Tesco Boss Hails End of ‘Space Race’ as Profits Crash


 Hails End of ‘Space Race’ as Profits Crash 

Tesco pledged to open big in the US, but expansion in Europe has left the UK-based grocer struggling to maintain its market share.

Forbes reports that Tesco’s CEO Dave Lewis said that the company is “no longer in a space race” during an investor call on Thursday.
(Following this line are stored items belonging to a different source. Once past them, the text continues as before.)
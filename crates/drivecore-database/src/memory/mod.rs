//! In-memory tree store for tests and single-process embedding.
//!
//! All state sits behind one `tokio::sync::RwLock`; every mutation holds the
//! write guard for its whole duration, which gives the same all-or-nothing
//! behaviour the PostgreSQL store gets from transactions.

use std::collections::{HashMap, HashSet};

use async_trait::async_trait;
use chrono::{DateTime, Utc};
use tokio::sync::RwLock;
use tracing::debug;
use uuid::Uuid;

use drivecore_core::error::AppError;
use drivecore_core::result::AppResult;
use drivecore_core::types::{Page, PageRequest};
use drivecore_entity::ResourceRef;
use drivecore_entity::file::{CreateFile, File, ReplaceContent};
use drivecore_entity::folder::{CreateFolder, Folder};
use drivecore_entity::naming::name_key;
use drivecore_entity::permission::{GrantPermission, Permission, ResourceType};
use drivecore_entity::share::{CreateShare, Share};
use drivecore_entity::storage::StorageUsage;
use drivecore_entity::user::{AuthenticatedUser, User, model::normalize_email};

use crate::store::{Children, Subtree, TrashListing, TreeStore};

#[derive(Debug, Clone, Copy)]
enum WalkScope {
    Live,
    All,
    DeletedAt(DateTime<Utc>),
}

impl WalkScope {
    fn admits(&self, folder: &Folder) -> bool {
        match self {
            Self::Live => folder.is_live(),
            Self::All => true,
            Self::DeletedAt(at) => folder.is_deleted && folder.deleted_at == Some(*at),
        }
    }
}

#[derive(Debug, Default)]
struct State {
    users: HashMap<Uuid, User>,
    folders: HashMap<Uuid, Folder>,
    files: HashMap<Uuid, File>,
    permissions: HashMap<Uuid, Permission>,
    shares: HashMap<Uuid, Share>,
    usage: HashMap<Uuid, StorageUsage>,
}

impl State {
    fn owned_folder(&self, owner_id: Uuid, id: Uuid) -> Option<&Folder> {
        self.folders.get(&id).filter(|f| f.owner_id == owner_id)
    }

    fn owned_file(&self, owner_id: Uuid, id: Uuid) -> Option<&File> {
        self.files.get(&id).filter(|f| f.owner_id == owner_id)
    }

    fn live_folder(&self, owner_id: Uuid, id: Uuid) -> AppResult<Folder> {
        self.owned_folder(owner_id, id)
            .filter(|f| f.is_live())
            .cloned()
            .ok_or_else(|| AppError::not_found(format!("Folder {id} not found")))
    }

    fn live_file(&self, owner_id: Uuid, id: Uuid) -> AppResult<File> {
        self.owned_file(owner_id, id)
            .filter(|f| f.is_live())
            .cloned()
            .ok_or_else(|| AppError::not_found(format!("File {id} not found")))
    }

    fn require_live_parent(&self, owner_id: Uuid, parent_id: Option<Uuid>) -> AppResult<()> {
        let Some(parent_id) = parent_id else {
            return Ok(());
        };
        match self.owned_folder(owner_id, parent_id) {
            Some(parent) if parent.is_live() => Ok(()),
            _ => Err(AppError::invalid_parent(format!(
                "Folder {parent_id} is not a live folder of this owner"
            ))),
        }
    }

    fn ensure_folder_name_free(
        &self,
        owner_id: Uuid,
        parent_id: Option<Uuid>,
        name: &str,
        exclude_id: Option<Uuid>,
    ) -> AppResult<()> {
        let key = name_key(name);
        let taken = self.folders.values().any(|f| {
            f.owner_id == owner_id
                && f.parent_id == parent_id
                && f.is_live()
                && Some(f.id) != exclude_id
                && name_key(&f.name) == key
        });
        if taken {
            return Err(AppError::duplicate_name(format!(
                "A folder named '{name}' already exists here"
            )));
        }
        Ok(())
    }

    fn ensure_file_name_free(
        &self,
        owner_id: Uuid,
        folder_id: Option<Uuid>,
        name: &str,
        exclude_id: Option<Uuid>,
    ) -> AppResult<()> {
        let key = name_key(name);
        let taken = self.files.values().any(|f| {
            f.owner_id == owner_id
                && f.folder_id == folder_id
                && f.is_live()
                && Some(f.id) != exclude_id
                && name_key(&f.name) == key
        });
        if taken {
            return Err(AppError::duplicate_name(format!(
                "A file named '{name}' already exists here"
            )));
        }
        Ok(())
    }

    /// `start` and its ancestors, nearest first.
    fn ancestor_chain(&self, start: Uuid, max_depth: usize) -> AppResult<Vec<Folder>> {
        let mut chain = Vec::new();
        let mut visited = HashSet::new();
        let mut cursor = Some(start);

        while let Some(id) = cursor {
            if !visited.insert(id) {
                return Err(AppError::corrupt_tree(format!(
                    "Folder {id} appears twice in the ancestry of {start}"
                )));
            }
            if chain.len() >= max_depth {
                return Err(AppError::corrupt_tree(format!(
                    "Ancestry of folder {start} exceeds {max_depth} levels"
                )));
            }
            let folder = self
                .folders
                .get(&id)
                .ok_or_else(|| AppError::corrupt_tree(format!("Folder {id} is missing")))?;
            cursor = folder.parent_id;
            chain.push(folder.clone());
        }

        Ok(chain)
    }

    /// `root` followed by its descendant folder IDs in breadth-first order.
    fn descendant_folders(
        &self,
        owner_id: Uuid,
        root: Uuid,
        max_depth: usize,
        scope: WalkScope,
    ) -> AppResult<Vec<Uuid>> {
        let mut visited = HashSet::from([root]);
        let mut ordered = vec![root];
        let mut frontier = vec![root];
        let mut depth = 0usize;

        while !frontier.is_empty() {
            let parents: HashSet<Uuid> = frontier.iter().copied().collect();
            let mut children: Vec<&Folder> = self
                .folders
                .values()
                .filter(|f| f.owner_id == owner_id)
                .filter(|f| f.parent_id.is_some_and(|p| parents.contains(&p)))
                .filter(|f| scope.admits(f))
                .collect();
            children.sort_by_key(|f| name_key(&f.name));

            depth += 1;
            if depth > max_depth && !children.is_empty() {
                return Err(AppError::corrupt_tree(format!(
                    "Subtree exceeds {max_depth} levels"
                )));
            }

            frontier = Vec::with_capacity(children.len());
            for child in children {
                if !visited.insert(child.id) {
                    return Err(AppError::corrupt_tree(format!(
                        "Folder {} is reachable twice in one subtree",
                        child.id
                    )));
                }
                frontier.push(child.id);
                ordered.push(child.id);
            }
        }

        Ok(ordered)
    }

    fn recompute_usage(&mut self, owner_id: Uuid) -> StorageUsage {
        let (total_size, file_count) = self
            .files
            .values()
            .filter(|f| f.owner_id == owner_id && f.is_live())
            .fold((0i64, 0i64), |(size, count), f| (size + f.size, count + 1));
        let usage = StorageUsage {
            user_id: owner_id,
            total_size,
            file_count,
            last_calculated: Utc::now(),
        };
        self.usage.insert(owner_id, usage.clone());
        usage
    }

    fn remove_access_records(&mut self, resource_type: ResourceType, ids: &HashSet<Uuid>) {
        self.permissions
            .retain(|_, p| !(p.resource_type == resource_type && ids.contains(&p.resource_id)));
        self.shares
            .retain(|_, s| !(s.resource_type == resource_type && ids.contains(&s.resource_id)));
    }
}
He said it is hard to compete with Wal-Mart, Costco, Whole Foods Market, and others because they have a much larger scale.
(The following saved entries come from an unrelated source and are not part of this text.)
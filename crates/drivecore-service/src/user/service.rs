//! Mirrors authenticated identities into the user table.

use std::sync::Arc;

use tracing::info;
use uuid::Uuid;

use drivecore_core::error::AppError;
use drivecore_core::result::AppResult;
use drivecore_database::TreeStore;
use drivecore_entity::user::model::normalize_email;
use drivecore_entity::user::{AuthenticatedUser, User};

/// Keeps the user table in step with upstream identities.
#[derive(Debug, Clone)]
pub struct UserService {
    store: Arc<dyn TreeStore>,
}

impl UserService {
    /// Creates a new user service.
    pub fn new(store: Arc<dyn TreeStore>) -> Self {
        Self { store }
    }

    /// Inserts or refreshes the user behind an authenticated request.
    pub async fn sync_user(&self, identity: &AuthenticatedUser) -> AppResult<User> {
        let email = identity.normalized_email();
        if email.is_empty() || !email.contains('@') {
            return Err(AppError::validation(format!(
                "Invalid email address: '{}'",
                identity.email
            )));
        }
        let user = self.store.upsert_user(identity).await?;
        info!(user_id = %user.id, "User synchronized");
        Ok(user)
    }

    /// Gets a user by ID.
    pub async fn get_user(&self, id: Uuid) -> AppResult<User> {
        self.store
            .find_user(id)
            .await?
            .ok_or_else(|| AppError::user_not_found(format!("User not found: {id}")))
    }

    /// Finds a user by email, case-insensitively.
    pub async fn find_by_email(&self, email: &str) -> AppResult<User> {
        let email = normalize_email(email);
        self.store
            .find_user_by_email(&email)
            .await?
            .ok_or_else(|| AppError::user_not_found(format!("No user with email {email}")))
    }
}
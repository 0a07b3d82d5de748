//! Explicit permission grant model.

use chrono::{DateTime, Utc};
use serde::{Deserialize, Serialize};
use sqlx::FromRow;
use std::fmt;
use uuid::Uuid;

use super::level::AccessLevel;

/// Type of resource a grant or share refers to.
#[derive(Debug, Clone, Copy, PartialEq, Eq, Hash, Serialize, Deserialize, sqlx::Type)]
#[sqlx(type_name = "resource_type", rename_all = "lowercase")]
#[serde(rename_all = "lowercase")]
pub enum ResourceType {
    /// A file.
    File,
    /// A folder.
    Folder,
}

impl ResourceType {
    /// Return the type as a lowercase string.
    pub fn as_str(&self) -> &'static str {
        match self {
            Self::File => "file",
            Self::Folder => "folder",
        }
    }
}

impl fmt::Display for ResourceType {
    fn fmt(&self, f: &mut fmt::Formatter<'_>) -> fmt::Result {
        write!(f, "{}", self.as_str())
    }
}

/// An explicit grant from a resource's owner to another user.
///
/// Unique per `(user_id, resource_id, resource_type)`.
#[derive(Debug, Clone, PartialEq, Eq, Serialize, Deserialize, FromRow)]
pub struct Permission {
    /// Unique grant identifier.
    pub id: Uuid,
    /// The grantee.
    pub user_id: Uuid,
    /// The resource the grant applies to.
    pub resource_id: Uuid,
    /// Whether the resource is a file or a folder.
    pub resource_type: ResourceType,
    /// Granted level (never `owner`).
    pub level: AccessLevel,
    /// The user who issued the grant.
    pub granted_by: Uuid,
    /// When the grant was issued.
    pub created_at: DateTime<Utc>,
    /// When the grant lapses.
    pub expires_at: Option<DateTime<Utc>>,
}

impl Permission {
    /// Whether the grant has lapsed at `now`.
    pub fn is_expired_at(&self, now: DateTime<Utc>) -> bool {
        self.expires_at.is_some_and(|exp| exp <= now)
    }
}

/// Data required to insert or replace a grant.
#[derive(Debug, Clone, Serialize, Deserialize)]
pub struct GrantPermission {
    /// The grantee.
    pub user_id: Uuid,
    /// Target resource.
    pub resource_id: Uuid,
    /// Target resource type.
    pub resource_type: ResourceType,
    /// Level to grant.
    pub level: AccessLevel,
    /// The issuing user.
    pub granted_by: Uuid,
    /// Optional expiry.
    pub expires_at: Option<DateTime<Utc>>,
}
Lewis explained that Tesco is instead focusing on turning its UK market share around so it can “compete more effectively in the home market.”

Tesco has struggled to compete with Wal-Mart, Costco, Whole Foods Market, and other big-box retailers because they have a much larger scale. Instead of competing globally, Tesco is focusing on turning around its UK market share.
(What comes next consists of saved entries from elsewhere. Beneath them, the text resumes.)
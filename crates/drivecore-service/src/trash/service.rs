//! Trash lifecycle management.
//!
//! Soft deletes stamp a resource, and for folders every live descendant,
//! with one `deleted_at` instant. Permanent deletion removes blobs first
//! and rows second: a row is only removed once its blob is gone, so a
//! failed purge leaves the record in the trash where it can be retried.

use std::collections::HashSet;
use std::sync::Arc;
use std::time::Duration;

use chrono::Utc;
use serde::Serialize;
use tracing::{info, warn};
use uuid::Uuid;

use drivecore_core::config::{TrashConfig, TreeConfig};
use drivecore_core::error::{AppError, ErrorKind};
use drivecore_core::result::AppResult;
use drivecore_core::traits::BlobStore;
use drivecore_core::types::PageRequest;
use drivecore_database::{TrashListing, TreeStore};
use drivecore_entity::file::File;
use drivecore_entity::folder::Folder;
use drivecore_entity::permission::Operation;
use drivecore_entity::{Resource, ResourceRef};

use crate::context::RequestContext;
use crate::permission::PermissionEngine;

/// Page size used when walking an owner's whole trash.
const TRASH_SCAN_PAGE: u64 = 500;

/// What a delete request did.
#[derive(Debug, Clone, Copy, PartialEq, Eq, Serialize)]
#[serde(tag = "outcome", rename_all = "snake_case")]
pub enum DeleteOutcome {
    /// Records were moved into the trash.
    Trashed {
        /// Number of records marked.
        records: u64,
    },
    /// The store has no trash columns; the resource was purged instead.
    Purged(PurgeReport),
}

/// Counts of records removed by a purge.
#[derive(Debug, Clone, Copy, Default, PartialEq, Eq, Serialize)]
pub struct PurgeReport {
    /// File rows removed (and their blobs).
    pub files: u64,
    /// Folder rows removed.
    pub folders: u64,
}

impl PurgeReport {
    fn add(&mut self, other: PurgeReport) {
        self.files += other.files;
        self.folders += other.folders;
    }
}

/// Manages the trash.
#[derive(Debug, Clone)]
pub struct TrashService {
    /// Tree store.
    store: Arc<dyn TreeStore>,
    /// Blob store.
    blobs: Arc<dyn BlobStore>,
    /// Permission engine.
    engine: Arc<PermissionEngine>,
    /// Traversal bound.
    tree: TreeConfig,
    /// Restore and purge settings.
    trash: TrashConfig,
}

impl TrashService {
    /// Creates a new trash service.
    pub fn new(
        store: Arc<dyn TreeStore>,
        blobs: Arc<dyn BlobStore>,
        engine: Arc<PermissionEngine>,
        tree: TreeConfig,
        trash: TrashConfig,
    ) -> Self {
        Self {
            store,
            blobs,
            engine,
            tree,
            trash,
        }
    }

    /// Moves a resource into the trash.
    ///
    /// Against a store without trash support the resource is purged
    /// instead and a warning is logged.
    pub async fn soft_delete(
        &self,
        ctx: &RequestContext,
        target: ResourceRef,
    ) -> AppResult<DeleteOutcome> {
        let (resource, _) = self
            .engine
            .authorize(ctx, target, Operation::Delete)
            .await?;

        if !self.store.supports_soft_delete().await? {
            warn!(
                resource_id = %target.id,
                resource_type = %target.resource_type,
                backend = self.store.backend(),
                "Store has no trash support, deleting permanently"
            );
            let report = self.purge_resource(&resource).await?;
            return Ok(DeleteOutcome::Purged(report));
        }

        let deleted_at = Utc::now();
        let records = match &resource {
            Resource::File(file) => {
                self.store
                    .soft_delete_file(file.owner_id, file.id, deleted_at)
                    .await?;
                1
            }
            Resource::Folder(folder) => {
                self.store
                    .soft_delete_folder(folder.owner_id, folder.id, deleted_at, self.tree.max_depth)
                    .await?
            }
        };

        info!(
            resource_id = %target.id,
            resource_type = %target.resource_type,
            records,
            "Moved to trash"
        );
        Ok(DeleteOutcome::Trashed { records })
    }

    /// Takes a resource out of the trash.
    ///
    /// Folder restores bring back descendants trashed by the same delete
    /// only when `trash.cascade_restore` is enabled.
    pub async fn restore(&self, ctx: &RequestContext, target: ResourceRef) -> AppResult<Resource> {
        let (resource, _) = self
            .engine
            .authorize(ctx, target, Operation::Restore)
            .await?;

        let restored = match resource {
            Resource::File(file) => Resource::File(
                self.store.restore_file(file.owner_id, file.id).await?,
            ),
            Resource::Folder(folder) => Resource::Folder(
                self.store
                    .restore_folder(
                        folder.owner_id,
                        folder.id,
                        self.trash.cascade_restore,
                        self.tree.max_depth,
                    )
                    .await?,
            ),
        };

        info!(
            resource_id = %target.id,
            resource_type = %target.resource_type,
            cascade = self.trash.cascade_restore,
            "Restored from trash"
        );
        Ok(restored)
    }

    /// Irreversibly removes a resource, its descendants, and their blobs.
    pub async fn permanently_delete(
        &self,
        ctx: &RequestContext,
        target: ResourceRef,
    ) -> AppResult<PurgeReport> {
        let (resource, _) = self
            .engine
            .authorize(ctx, target, Operation::Purge)
            .await?;
        let report = self.purge_resource(&resource).await?;

        info!(
            resource_id = %target.id,
            resource_type = %target.resource_type,
            files = report.files,
            folders = report.folders,
            "Permanently deleted"
        );
        Ok(report)
    }

    /// Lists the caller's trash.
    pub async fn list_trash(
        &self,
        ctx: &RequestContext,
        page: &PageRequest,
    ) -> AppResult<TrashListing> {
        let owner_id = ctx.require_user()?;
        self.store.list_trash(owner_id, page).await
    }

    /// Purges everything in the caller's trash.
    pub async fn empty_trash(&self, ctx: &RequestContext) -> AppResult<PurgeReport> {
        let owner_id = ctx.require_user()?;
        let report = self.empty_trash_for(owner_id).await?;
        info!(
            user_id = %owner_id,
            files = report.files,
            folders = report.folders,
            "Trash emptied"
        );
        Ok(report)
    }

    /// Purges everything in an owner's trash without a request context.
    ///
    /// Used by maintenance commands.
    pub async fn empty_trash_for(&self, owner_id: Uuid) -> AppResult<PurgeReport> {
        let (folders, files) = self.scan_trash(owner_id).await?;
        let trashed_ids: HashSet<Uuid> = folders.iter().map(|f| f.id).collect();

        let mut report = PurgeReport::default();

        // Top-level trashed folders take their trashed descendants with them.
        for folder in folders
            .iter()
            .filter(|f| f.parent_id.is_none_or(|p| !trashed_ids.contains(&p)))
        {
            report.add(self.purge_folder(folder).await?);
        }

        for file in files {
            // Files inside purged folders are already gone.
            if self.store.find_file(file.id).await?.is_none() {
                continue;
            }
            report.add(self.purge_file(&file).await?);
        }

        Ok(report)
    }

    async fn scan_trash(&self, owner_id: Uuid) -> AppResult<(Vec<Folder>, Vec<File>)> {
        let mut folders = Vec::new();
        let mut files = Vec::new();
        let mut offset = 0;

        loop {
            let listing = self
                .store
                .list_trash(owner_id, &PageRequest::new(TRASH_SCAN_PAGE, offset))
                .await?;
            let fetched = listing.folders.items.len().max(listing.files.items.len());
            folders.extend(listing.folders.items);
            files.extend(listing.files.items);

            if fetched < TRASH_SCAN_PAGE as usize {
                break;
            }
            offset += TRASH_SCAN_PAGE;
        }

        Ok((folders, files))
    }

    async fn purge_resource(&self, resource: &Resource) -> AppResult<PurgeReport> {
        match resource {
            Resource::File(file) => self.purge_file(file).await,
            Resource::Folder(folder) => self.purge_folder(folder).await,
        }
    }

    async fn purge_folder(&self, folder: &Folder) -> AppResult<PurgeReport> {
        let subtree = self
            .store
            .collect_subtree(folder.owner_id, folder.id, self.tree.max_depth)
            .await?;

        let mut report = PurgeReport::default();
        for file in &subtree.files {
            report.add(self.purge_file(file).await?);
        }

        let ids = subtree.folder_ids_deepest_first();
        self.store
            .delete_folder_rows(folder.owner_id, &ids)
            .await?;
        report.folders = ids.len() as u64;
        Ok(report)
    }

    async fn purge_file(&self, file: &File) -> AppResult<PurgeReport> {
        self.delete_blob(&file.storage_path).await?;
        self.store.delete_file_row(file.owner_id, file.id).await?;
        Ok(PurgeReport {
            files: 1,
            folders: 0,
        })
    }

    /// Deletes a blob with a per-attempt timeout and linear backoff.
    async fn delete_blob(&self, storage_path: &str) -> AppResult<()> {
        let attempts = self.trash.blob_delete_attempts.max(1);
        let timeout = Duration::from_secs(self.trash.blob_delete_timeout_seconds);
        let mut last_error = None;

        for attempt in 1..=attempts {
            let error = match tokio::time::timeout(timeout, self.blobs.delete(storage_path)).await
            {
                Ok(Ok(())) => return Ok(()),
                Ok(Err(e)) => e,
                Err(_) => AppError::blob_store(format!(
                    "Blob delete timed out after {}s",
                    timeout.as_secs()
                )),
            };

            warn!(
                path = %storage_path,
                attempt,
                attempts,
                error = %error,
                "Blob delete failed"
            );
            last_error = Some(error);

            if attempt < attempts {
                let backoff = self.trash.retry_backoff_ms.saturating_mul(u64::from(attempt));
                tokio::time::sleep(Duration::from_millis(backoff)).await;
            }
        }

        let message = format!("Failed to delete blob {storage_path} after {attempts} attempts");
        let error = match last_error {
            Some(source) => AppError::with_source(ErrorKind::BlobStore, message, source),
            None => AppError::blob_store(message),
        };
        Err(error.retryable())
    }
}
“We will be significantly smaller in the US, but we need to stop thinking about it as a space race. We need to think of it more like the Tour de France, where you want to have good performances every time you go up a hill. That way, every year you are in the competition,” Lewis told analysts.

Tesco has been pulling out of its US Big Fresh format, which it opened in 1994 to compete with Long Island-based retailer Stew Leonard’s, whose customers are primarily in New York City’s tri-state area. Tesco currently has 18 stores in the state. “There is no need to rush decisions, but we don’t expect the business to be material in the next year or two. It does not rule out selling it completely if that were an opportunity for shareholders.”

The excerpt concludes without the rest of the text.